Friday, February 05, 2010

Wristwatch

I have freakishly fat wrists.

Actually, I don't think it's technically the wrists, but rather the ends of my forearms. But regardless, they're bizarre. When I went to visit Chris this past summer, he was intrigued by them. It was like he couldn't help himself, and I'd catch him out of the corner of my eye reaching over to touch them. He continually and compulsively poked, prodded, and pinched my wrist fat, and when I protested he answered, "but...they're just so puffy and...I mean, well...do they hurt?"

They don't hurt, but they are kind of painful to look at. I mean, they're very puffy and swollen-looking. My whole life has been a battle with my weight, and I always have little markers to indicate that I'm gaining. The button on the jeans starts to strain, or my thighs start to look like overstuffed sausages in the casings of my pant legs, or my bra starts digging into my back. Then there's the whole tight underwear problem (and ain't nothin' right when your underwear is tight). But then years ago I figured out that I could tell I was really crossing a line on the scale when my wrists would get fat.

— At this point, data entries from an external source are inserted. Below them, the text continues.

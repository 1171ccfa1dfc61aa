//! Deterministic simulation module
//!
//! All gameplay logic lives here. This module must be pure and deterministic:
//! - One tick per external frame, no internal clock
//! - Seeded RNG only
//! - Stable iteration order (target-creation order)
//! - No rendering or platform dependencies

pub mod collision;
pub mod state;
pub mod tick;

pub use collision::{ball_hits_target, bounce_walls, closest_point_on_rect, push_target};
pub use state::{Aim, Ball, GameState, Target};
pub use tick::tick;
//! Sling Ball - a slingshot physics toy
//!
//! Core modules:
//! - `sim`: Deterministic simulation (physics, collisions, game state)
//! - `engine`: Owning facade driven by the embedder's frame loop and pointer events
//! - `snapshot`: Per-frame render state consumed by the external renderer
//!
//! The crate never draws. The embedding layer calls [`SimulationEngine::step`]
//! once per display frame, forwards canvas-local pointer coordinates to the
//! engine's handlers, and reads a [`RenderSnapshot`] to paint the scene.

pub mod engine;
pub mod sim;
pub mod snapshot;

pub use engine::SimulationEngine;
pub use snapshot::RenderSnapshot;

/// Game configuration constants
///
/// Tuned for a 60 Hz frame cadence; gravity and damping are per-tick values
/// and must be rescaled if the engine is driven at a different rate.
pub mod consts {
    /// Ball radius in pixels
    pub const BALL_RADIUS: f32 = 18.0;
    /// Downward acceleration, px/tick²
    pub const GRAVITY: f32 = 0.5;
    /// Fraction of axis speed kept (negated) on a wall bounce
    pub const WALL_BOUNCE: f32 = 0.7;
    /// Uniform per-tick velocity damping (air friction)
    pub const FRICTION: f32 = 0.995;
    /// Drag-to-velocity scale for the slingshot launch
    pub const SLINGSHOT_SCALE: f32 = 0.15;

    /// Maximum trail points kept for rendering
    pub const TRAIL_LENGTH: usize = 100;
    /// Maximum bounce markers kept for rendering
    pub const MAX_BOUNCE_MARKERS: usize = 10;

    /// Horizontal push applied to surviving targets when one is hit
    pub const PUSH_X: f32 = 40.0;
    /// Vertical push applied to surviving targets when one is hit
    pub const PUSH_Y: f32 = 20.0;

    /// Smallest target edge length (inclusive)
    pub const TARGET_MIN_SIZE: f32 = 20.0;
    /// Largest target edge length (exclusive)
    pub const TARGET_MAX_SIZE: f32 = 40.0;
    /// Targets never spawn above this line (coordinate readout area)
    pub const SPAWN_TOP_MARGIN: f32 = 80.0;
    /// Total vertical span excluded from the spawn band
    pub const SPAWN_V_RESERVE: f32 = 100.0;

    /// Target count per level is min(2^level, MAX_TARGETS)
    pub const MAX_TARGETS: usize = 80;
    /// Targets in the opening batch
    pub const INITIAL_TARGETS: usize = 2;
    /// Per-target footprint used by the density game-over check
    /// (fixed 40x40 regardless of the target's true random size)
    pub const DENSITY_FOOTPRINT: f32 = 40.0;
    /// Fraction of arena area the footprints may cover before game over
    pub const DENSITY_LIMIT: f32 = 0.7;

    /// Ticks between the all-hit condition and the replacement batch
    /// (1 second at the nominal 60 Hz cadence)
    pub const RESPAWN_DELAY_TICKS: u64 = 60;
}
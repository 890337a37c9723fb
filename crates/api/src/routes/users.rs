//! User route handlers.

use axum::{
    Json,
    extract::{Query, State},
    http::StatusCode,
};
use serde::{Deserialize, Serialize};
use tracing::instrument;

use orderdesk_core::UserId;

use super::{IdParam, ListParams};
use crate::error::Result;
use crate::models::User;
use crate::state::AppState;

/// Body of `POST /users/create`.
#[derive(Debug, Deserialize)]
pub struct CreateUserRequest {
    pub email: String,
}

/// Body of `POST /users/update`.
#[derive(Debug, Deserialize)]
pub struct UpdateUserRequest {
    pub id: UserId,
    pub email: String,
}

/// Body of `POST /users/delete`.
#[derive(Debug, Deserialize)]
pub struct DeleteUserRequest {
    pub id: UserId,
}

#[derive(Debug, Serialize)]
pub struct DeletedResponse {
    pub deleted: bool,
}

/// List users.
pub async fn index(
    State(state): State<AppState>,
    Query(params): Query<ListParams>,
) -> Result<Json<Vec<User>>> {
    let limit = params.effective(state.config().list_limit);
    Ok(Json(state.users().list(limit).await?))
}

/// Show one user.
pub async fn show(
    State(state): State<AppState>,
    Query(IdParam { id }): Query<IdParam<UserId>>,
) -> Result<Json<User>> {
    Ok(Json(state.users().get(id).await?))
}

/// Create a user.
#[instrument(skip(state, request))]
pub async fn create(
    State(state): State<AppState>,
    Json(request): Json<CreateUserRequest>,
) -> Result<(StatusCode, Json<User>)> {
    let user = state.users().create(&request.email).await?;
    Ok((StatusCode::CREATED, Json(user)))
}

/// Change a user's email.
#[instrument(skip(state, request), fields(user_id = %request.id))]
pub async fn update(
    State(state): State<AppState>,
    Json(request): Json<UpdateUserRequest>,
) -> Result<Json<User>> {
    Ok(Json(state.users().update(request.id, &request.email).await?))
}

/// Delete a user with no addresses or orders.
#[instrument(skip(state))]
pub async fn delete(
    State(state): State<AppState>,
    Json(request): Json<DeleteUserRequest>,
) -> Result<Json<DeletedResponse>> {
    state.users().delete(request.id).await?;
    Ok(Json(DeletedResponse { deleted: true }))
}
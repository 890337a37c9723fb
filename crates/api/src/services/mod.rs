//! Business logic services for the order desk.
//!
//! # Services
//!
//! - `addresses` - Address writes with validation and post-commit events
//! - `orders` - Order placement, status changes, deletion
//! - `coordinator` - Keeps order status in step with address availability
//! - `events` - Address event bus connecting the two
//! - `users`, `roles` - Identity and role records

pub mod addresses;
pub mod coordinator;
pub mod events;
pub mod orders;
pub mod roles;
pub mod users;

use thiserror::Error;

use orderdesk_core::AddressId;

use crate::db::RepositoryError;

pub use addresses::{AddressService, SavedAddress};
pub use coordinator::OrderAddressCoordinator;
pub use events::{AddressEvent, AddressEventBus, AddressEventKind, AddressEventListener};
pub use orders::OrderService;
pub use roles::RoleService;
pub use users::UserService;

/// Errors returned by the service layer.
#[derive(Debug, Error)]
pub enum ServiceError {
    /// Input rejected before any storage access.
    #[error("{0}")]
    Validation(String),

    /// Storage-layer failure (not found, conflict, database).
    #[error(transparent)]
    Repository(#[from] RepositoryError),

    /// The address write committed but a listener reacting to it failed.
    #[error("address {address_id} saved, but updating its orders failed: {source}")]
    Cascade {
        address_id: AddressId,
        #[source]
        source: RepositoryError,
    },
}

impl ServiceError {
    pub(crate) fn validation(message: impl Into<String>) -> Self {
        Self::Validation(message.into())
    }
}
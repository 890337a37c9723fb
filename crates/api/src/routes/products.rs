//! Product catalog route handlers.

use axum::{
    Json,
    extract::{Query, State},
};

use orderdesk_core::ProductId;

use super::{IdParam, ListParams};
use crate::db::{ProductRepository, RepositoryError};
use crate::error::Result;
use crate::models::Product;
use crate::state::AppState;

/// List products.
pub async fn index(
    State(state): State<AppState>,
    Query(params): Query<ListParams>,
) -> Result<Json<Vec<Product>>> {
    let limit = params.effective(state.config().list_limit);
    let products = ProductRepository::new(state.pool()).list(limit).await?;
    Ok(Json(products))
}

/// Show one product.
pub async fn show(
    State(state): State<AppState>,
    Query(IdParam { id }): Query<IdParam<ProductId>>,
) -> Result<Json<Product>> {
    let product = ProductRepository::new(state.pool())
        .get(id)
        .await?
        .ok_or(RepositoryError::NotFound("product"))?;
    Ok(Json(product))
}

The first time I noticed it I'd thought it was a side effect of medication, or simple water retention, but then I noticed it wasn't going away. A friend of mine remarked shortly before I moved back to Buffalo that I looked "swollen," to which she added, "oh my god, look at your wrists!" She meant it in the nicest way, of course, concerned that perhaps there was something wrong with me. She, too, thought it was a fluid retention issue. But seven years later, they're still fat. Only fatter. I have wrist rolls. Who the fuck gets rolls of fat on their forearms? Seriously? What a freak!

Forget pounds. I'm gonna keep track of my wrist measurements instead.